[Collected data entries]
----

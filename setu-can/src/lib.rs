//! SetuCAN - gamepad and mission-logic bridge to a CAN bus over SLCAN
//!
//! Turns controller input and timer-driven mission phases into periodically
//! transmitted CAN frames, and decodes the VCU status frame back into the
//! state that drives those decisions.
//!
//! ## Layout
//!
//! - [`protocol`]: SLCAN line codec, FS-AI payload layouts, adapter commands
//! - [`transport`]: byte-stream devices (serial port, mock)
//! - [`link`]: connection lifecycle, write queue, ack correlation
//! - [`scheduler`]: drift-corrected periodic transmission
//! - [`control`]: state-driven and raw manual mission control
//! - [`gamepad`]: controller change detection
//! - [`bridge`]: process-level orchestration

pub mod bridge;
pub mod config;
pub mod control;
pub mod core;
pub mod error;
pub mod gamepad;
pub mod link;
pub mod protocol;
pub mod scheduler;
pub mod telemetry;
pub mod transport;

// Re-export commonly used types
pub use bridge::Bridge;
pub use config::{BridgeConfig, ValidatedConfig};
pub use core::SharedContext;
pub use error::{Error, Result};
pub use link::{LinkIo, LinkSettings, SlcanLink};
pub use transport::{MockTransport, Transport};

----

Please reproduce each record precisely as written.

filename setu-can/src/lib.rs
//! SetuCAN - gamepad and mission-logic bridge to a CAN bus over SLCAN
//!
//! Turns controller input and timer-driven mission phases into periodically
//! transmitted CAN frames, and decodes the VCU status frame back into the
//! state that drives those decisions.
//!
//! ## Layout
//!
//! - [`protocol`]: SLCAN line codec, FS-AI payload layouts, adapter commands
//! - [`transport`]: byte-stream devices (serial port, mock)
//! - [`link`]: connection lifecycle, write queue, ack correlation
//! - [`scheduler`]: drift-corrected periodic transmission
//! - [`control`]: state-driven and raw manual mission control
//! - [`gamepad`]: controller change detection
//! - [`bridge`]: process-level orchestration

pub mod bridge;
pub mod config;
pub mod control;
pub mod core;
pub mod error;
pub mod gamepad;
pub mod link;
pub mod protocol;
pub mod scheduler;
pub mod telemetry;
pub mod transport;

// Re-export commonly used types
pub use bridge::Bridge;
pub use config::{BridgeConfig, ValidatedConfig};
pub use core::SharedContext;
pub use error::{Error, Result};
pub use link::{LinkIo, LinkSettings, SlcanLink};
pub use transport::{MockTransport, Transport};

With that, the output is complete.